> WORK ORDER
Return, unaltered, every line from the beginning of the material below up to and including the one with "pub fn on_plug_event(&self, event: PlugEvent)".

> SUPPLIED RECORDS

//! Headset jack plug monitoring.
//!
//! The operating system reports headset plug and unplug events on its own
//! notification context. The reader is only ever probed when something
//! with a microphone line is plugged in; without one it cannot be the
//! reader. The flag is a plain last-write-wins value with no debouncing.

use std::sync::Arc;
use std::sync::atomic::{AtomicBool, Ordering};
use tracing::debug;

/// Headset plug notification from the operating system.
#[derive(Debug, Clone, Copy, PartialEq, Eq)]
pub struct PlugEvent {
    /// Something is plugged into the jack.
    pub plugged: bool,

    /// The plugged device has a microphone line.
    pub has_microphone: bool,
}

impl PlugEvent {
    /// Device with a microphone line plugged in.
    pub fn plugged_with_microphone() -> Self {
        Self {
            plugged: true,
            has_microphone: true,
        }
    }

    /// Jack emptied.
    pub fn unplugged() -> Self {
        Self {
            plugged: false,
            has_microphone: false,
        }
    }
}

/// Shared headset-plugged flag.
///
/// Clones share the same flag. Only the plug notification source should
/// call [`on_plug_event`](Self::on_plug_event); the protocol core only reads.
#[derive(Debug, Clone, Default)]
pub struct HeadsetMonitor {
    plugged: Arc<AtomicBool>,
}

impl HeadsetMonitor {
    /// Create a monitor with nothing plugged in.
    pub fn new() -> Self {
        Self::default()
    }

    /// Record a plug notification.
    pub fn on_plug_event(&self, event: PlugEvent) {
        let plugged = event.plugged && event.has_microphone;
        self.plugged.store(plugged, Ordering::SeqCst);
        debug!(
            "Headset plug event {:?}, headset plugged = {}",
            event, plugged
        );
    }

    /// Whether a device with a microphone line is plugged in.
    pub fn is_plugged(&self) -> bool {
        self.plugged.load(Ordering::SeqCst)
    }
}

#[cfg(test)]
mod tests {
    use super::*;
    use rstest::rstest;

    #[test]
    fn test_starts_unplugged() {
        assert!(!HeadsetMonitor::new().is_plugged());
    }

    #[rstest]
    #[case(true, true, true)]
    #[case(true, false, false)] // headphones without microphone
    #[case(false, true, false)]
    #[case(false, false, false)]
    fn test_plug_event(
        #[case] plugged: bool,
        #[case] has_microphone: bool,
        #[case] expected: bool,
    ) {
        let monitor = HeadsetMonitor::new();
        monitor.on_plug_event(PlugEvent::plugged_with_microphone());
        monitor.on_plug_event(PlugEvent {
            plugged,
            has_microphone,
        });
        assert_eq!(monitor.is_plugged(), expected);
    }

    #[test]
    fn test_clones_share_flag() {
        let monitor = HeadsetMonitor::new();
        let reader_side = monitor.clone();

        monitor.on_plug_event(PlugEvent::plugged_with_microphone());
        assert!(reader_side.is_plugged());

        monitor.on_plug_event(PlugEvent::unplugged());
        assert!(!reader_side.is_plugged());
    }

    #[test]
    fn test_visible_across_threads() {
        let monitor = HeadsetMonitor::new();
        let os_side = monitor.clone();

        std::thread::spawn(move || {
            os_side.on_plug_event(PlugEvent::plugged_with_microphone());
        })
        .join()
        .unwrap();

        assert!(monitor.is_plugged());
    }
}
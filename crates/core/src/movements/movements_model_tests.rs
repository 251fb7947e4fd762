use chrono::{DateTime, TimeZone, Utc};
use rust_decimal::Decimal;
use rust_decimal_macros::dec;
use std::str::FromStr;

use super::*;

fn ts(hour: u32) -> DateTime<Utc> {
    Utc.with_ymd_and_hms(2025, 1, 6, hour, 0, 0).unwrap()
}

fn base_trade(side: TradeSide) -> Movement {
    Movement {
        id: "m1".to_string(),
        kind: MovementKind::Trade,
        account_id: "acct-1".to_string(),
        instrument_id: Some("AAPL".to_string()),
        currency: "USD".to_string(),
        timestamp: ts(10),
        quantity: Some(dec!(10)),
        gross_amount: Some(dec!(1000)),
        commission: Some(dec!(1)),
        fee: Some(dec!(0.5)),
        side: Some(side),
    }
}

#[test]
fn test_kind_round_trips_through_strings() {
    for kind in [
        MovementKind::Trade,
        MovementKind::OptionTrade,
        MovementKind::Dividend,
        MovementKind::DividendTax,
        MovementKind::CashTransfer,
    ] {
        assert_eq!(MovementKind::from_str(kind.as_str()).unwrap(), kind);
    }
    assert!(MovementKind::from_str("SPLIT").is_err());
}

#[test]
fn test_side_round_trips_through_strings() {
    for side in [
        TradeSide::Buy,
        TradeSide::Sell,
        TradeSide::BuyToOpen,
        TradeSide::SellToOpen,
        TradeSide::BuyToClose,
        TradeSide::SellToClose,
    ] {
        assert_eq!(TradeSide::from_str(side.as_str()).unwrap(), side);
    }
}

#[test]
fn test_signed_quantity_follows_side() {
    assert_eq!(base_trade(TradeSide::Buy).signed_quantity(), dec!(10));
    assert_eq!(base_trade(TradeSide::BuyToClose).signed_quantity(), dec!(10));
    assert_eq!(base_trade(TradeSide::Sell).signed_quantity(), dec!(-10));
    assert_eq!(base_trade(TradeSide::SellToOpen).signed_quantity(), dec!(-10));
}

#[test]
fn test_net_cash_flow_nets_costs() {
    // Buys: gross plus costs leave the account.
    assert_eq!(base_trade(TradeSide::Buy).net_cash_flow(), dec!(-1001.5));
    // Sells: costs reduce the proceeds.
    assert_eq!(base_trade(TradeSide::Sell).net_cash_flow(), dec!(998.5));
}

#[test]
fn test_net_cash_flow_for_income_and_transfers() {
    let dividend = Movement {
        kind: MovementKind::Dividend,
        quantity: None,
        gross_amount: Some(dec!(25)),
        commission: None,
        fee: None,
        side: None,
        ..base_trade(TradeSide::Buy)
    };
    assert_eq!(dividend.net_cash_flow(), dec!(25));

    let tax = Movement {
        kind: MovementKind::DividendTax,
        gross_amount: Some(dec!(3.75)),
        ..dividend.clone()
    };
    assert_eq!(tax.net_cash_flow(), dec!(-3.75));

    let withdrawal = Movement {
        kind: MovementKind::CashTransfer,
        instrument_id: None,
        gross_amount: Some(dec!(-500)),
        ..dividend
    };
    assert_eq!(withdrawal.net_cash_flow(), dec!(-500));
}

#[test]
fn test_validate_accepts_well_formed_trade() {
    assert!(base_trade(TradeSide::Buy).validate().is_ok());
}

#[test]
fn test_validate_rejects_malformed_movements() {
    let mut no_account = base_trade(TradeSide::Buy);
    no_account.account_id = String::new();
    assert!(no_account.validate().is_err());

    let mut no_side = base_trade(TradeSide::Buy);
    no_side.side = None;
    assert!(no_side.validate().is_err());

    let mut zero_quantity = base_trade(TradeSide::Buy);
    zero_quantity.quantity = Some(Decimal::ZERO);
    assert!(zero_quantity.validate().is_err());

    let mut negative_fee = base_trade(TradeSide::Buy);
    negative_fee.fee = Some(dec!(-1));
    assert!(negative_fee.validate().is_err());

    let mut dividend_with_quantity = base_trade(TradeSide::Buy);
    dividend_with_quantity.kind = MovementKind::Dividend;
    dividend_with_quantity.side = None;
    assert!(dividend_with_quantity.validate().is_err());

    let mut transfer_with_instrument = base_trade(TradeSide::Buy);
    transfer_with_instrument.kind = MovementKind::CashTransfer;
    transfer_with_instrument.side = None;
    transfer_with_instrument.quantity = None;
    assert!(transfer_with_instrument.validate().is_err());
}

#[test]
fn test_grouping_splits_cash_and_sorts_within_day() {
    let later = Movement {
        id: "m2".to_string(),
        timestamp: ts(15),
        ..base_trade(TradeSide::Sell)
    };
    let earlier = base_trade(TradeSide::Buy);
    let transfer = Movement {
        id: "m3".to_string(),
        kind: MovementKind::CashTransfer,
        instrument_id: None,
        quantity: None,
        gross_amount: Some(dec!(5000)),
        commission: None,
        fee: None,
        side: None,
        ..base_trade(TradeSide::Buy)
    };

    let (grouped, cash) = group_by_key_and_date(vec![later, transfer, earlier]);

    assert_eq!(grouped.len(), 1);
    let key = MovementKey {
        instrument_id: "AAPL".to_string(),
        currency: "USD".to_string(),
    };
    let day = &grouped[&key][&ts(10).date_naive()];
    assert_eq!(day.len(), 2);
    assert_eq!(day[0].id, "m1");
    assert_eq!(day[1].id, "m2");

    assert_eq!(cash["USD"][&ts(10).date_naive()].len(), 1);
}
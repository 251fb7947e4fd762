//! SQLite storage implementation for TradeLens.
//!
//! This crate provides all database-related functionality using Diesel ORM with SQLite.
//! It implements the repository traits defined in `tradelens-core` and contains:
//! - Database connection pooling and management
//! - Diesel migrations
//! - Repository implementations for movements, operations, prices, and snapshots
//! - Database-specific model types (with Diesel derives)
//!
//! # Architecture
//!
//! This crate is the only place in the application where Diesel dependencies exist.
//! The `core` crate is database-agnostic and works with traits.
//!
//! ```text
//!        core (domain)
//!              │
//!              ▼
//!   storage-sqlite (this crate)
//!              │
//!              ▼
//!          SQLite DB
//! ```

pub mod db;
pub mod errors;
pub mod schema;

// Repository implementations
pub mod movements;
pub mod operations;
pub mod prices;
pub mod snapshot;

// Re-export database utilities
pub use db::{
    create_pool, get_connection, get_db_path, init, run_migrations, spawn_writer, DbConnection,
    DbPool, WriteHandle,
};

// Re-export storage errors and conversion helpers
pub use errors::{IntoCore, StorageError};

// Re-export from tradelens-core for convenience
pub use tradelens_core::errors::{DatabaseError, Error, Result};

> ANSWER TO THIS TASK
//! Headset jack plug monitoring.
//!
//! The operating system reports headset plug and unplug events on its own
//! notification context. The reader is only ever probed when something
//! with a microphone line is plugged in; without one it cannot be the
//! reader. The flag is a plain last-write-wins value with no debouncing.

use std::sync::Arc;
use std::sync::atomic::{AtomicBool, Ordering};
use tracing::debug;

/// Headset plug notification from the operating system.
#[derive(Debug, Clone, Copy, PartialEq, Eq)]
pub struct PlugEvent {
    /// Something is plugged into the jack.
    pub plugged: bool,

    /// The plugged device has a microphone line.
    pub has_microphone: bool,
}

impl PlugEvent {
    /// Device with a microphone line plugged in.
    pub fn plugged_with_microphone() -> Self {
        Self {
            plugged: true,
            has_microphone: true,
        }
    }

    /// Jack emptied.
    pub fn unplugged() -> Self {
        Self {
            plugged: false,
            has_microphone: false,
        }
    }
}

/// Shared headset-plugged flag.
///
/// Clones share the same flag. Only the plug notification source should
/// call [`on_plug_event`](Self::on_plug_event); the protocol core only reads.
#[derive(Debug, Clone, Default)]
pub struct HeadsetMonitor {
    plugged: Arc<AtomicBool>,
}

impl HeadsetMonitor {
    /// Create a monitor with nothing plugged in.
    pub fn new() -> Self {
        Self::default()
    }

    /// Record a plug notification.
    pub fn on_plug_event(&self, event: PlugEvent) {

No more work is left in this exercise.